BEGIN SOURCE RECORDS

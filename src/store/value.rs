//! Stored value types

use bytes::Bytes;

/// A stored value: an opaque byte string or a fixed-width float vector.
///
/// Last write wins, including across kinds; callers pattern-match rather
/// than assume what a key holds.
#[derive(Debug, Clone, PartialEq)]
pub enum Value {
    /// Binary-safe byte string
    Str(Bytes),

    /// Sequence of 32-bit floats, searchable with VECSIM
    Vector(Vec<f32>),
}

/// Decode a wire payload into floats.
///
/// The payload must be a whole number of little-endian f32s; anything else
/// is a client error.
pub fn vector_from_bytes(raw: &[u8]) -> Option<Vec<f32>> {
    if raw.len() % 4 != 0 {
        return None;
    }
    Some(
        raw.chunks_exact(4)
            .map(|chunk| f32::from_le_bytes([chunk[0], chunk[1], chunk[2], chunk[3]]))
            .collect(),
    )
}

/// Inverse of [`vector_from_bytes`]; used when logging VECSET frames.
pub fn vector_to_bytes(vector: &[f32]) -> Bytes {
    let mut raw = Vec::with_capacity(vector.len() * 4);
    for v in vector {
        raw.extend_from_slice(&v.to_le_bytes());
    }
    Bytes::from(raw)
}

#[cfg(test)]
mod tests {
    use super::*;

    #[test]
    fn test_vector_bytes_roundtrip() {
        let floats = vec![1.0f32, -0.5, 3.25];
        let raw = vector_to_bytes(&floats);
        assert_eq!(raw.len(), 12);
        assert_eq!(vector_from_bytes(&raw).unwrap(), floats);
    }

    #[test]
    fn test_vector_from_ragged_bytes() {
        assert!(vector_from_bytes(&[0, 0, 0]).is_none());
        assert_eq!(vector_from_bytes(&[]).unwrap(), Vec::<f32>::new());
    }

}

END SOURCE RECORDS

**PROBLEM TO SOLVE:** Each entry, exactly as written, should be set down once more.

**YOUR SOLUTION:**
filename src/store/value.rs
//! Stored value types

use bytes::Bytes;

/// A stored value: an opaque byte string or a fixed-width float vector.
///
/// Last write wins, including across kinds; callers pattern-match rather
/// than assume what a key holds.
#[derive(Debug, Clone, PartialEq)]
pub enum Value {
    /// Binary-safe byte string
    Str(Bytes),

    /// Sequence of 32-bit floats, searchable with VECSIM
    Vector(Vec<f32>),
}

/// Decode a wire payload into floats.
///
/// The payload must be a whole number of little-endian f32s; anything else
/// is a client error.
pub fn vector_from_bytes(raw: &[u8]) -> Option<Vec<f32>> {
    if raw.len() % 4 != 0 {
        return None;
    }
    Some(
        raw.chunks_exact(4)
            .map(|chunk| f32::from_le_bytes([chunk[0], chunk[1], chunk[2], chunk[3]]))
            .collect(),
    )
}

/// Inverse of [`vector_from_bytes`]; used when logging VECSET frames.
pub fn vector_to_bytes(vector: &[f32]) -> Bytes {
    let mut raw = Vec::with_capacity(vector.len() * 4);
    for v in vector {
        raw.extend_from_slice(&v.to_le_bytes());
    }
    Bytes::from(raw)
}

#[cfg(test)]
mod tests {
    use super::*;

    #[test]
    fn test_vector_bytes_roundtrip() {
        let floats = vec![1.0f32, -0.5, 3.25];
        let raw = vector_to_bytes(&floats);
        assert_eq!(raw.len(), 12);
        assert_eq!(vector_from_bytes(&raw).unwrap(), floats);
    }

    #[test]
    fn test_vector_from_ragged_bytes() {
        assert!(vector_from_bytes(&[0, 0, 0]).is_none());
        assert_eq!(vector_from_bytes(&[]).unwrap(), Vec::<f32>::new());
    }

}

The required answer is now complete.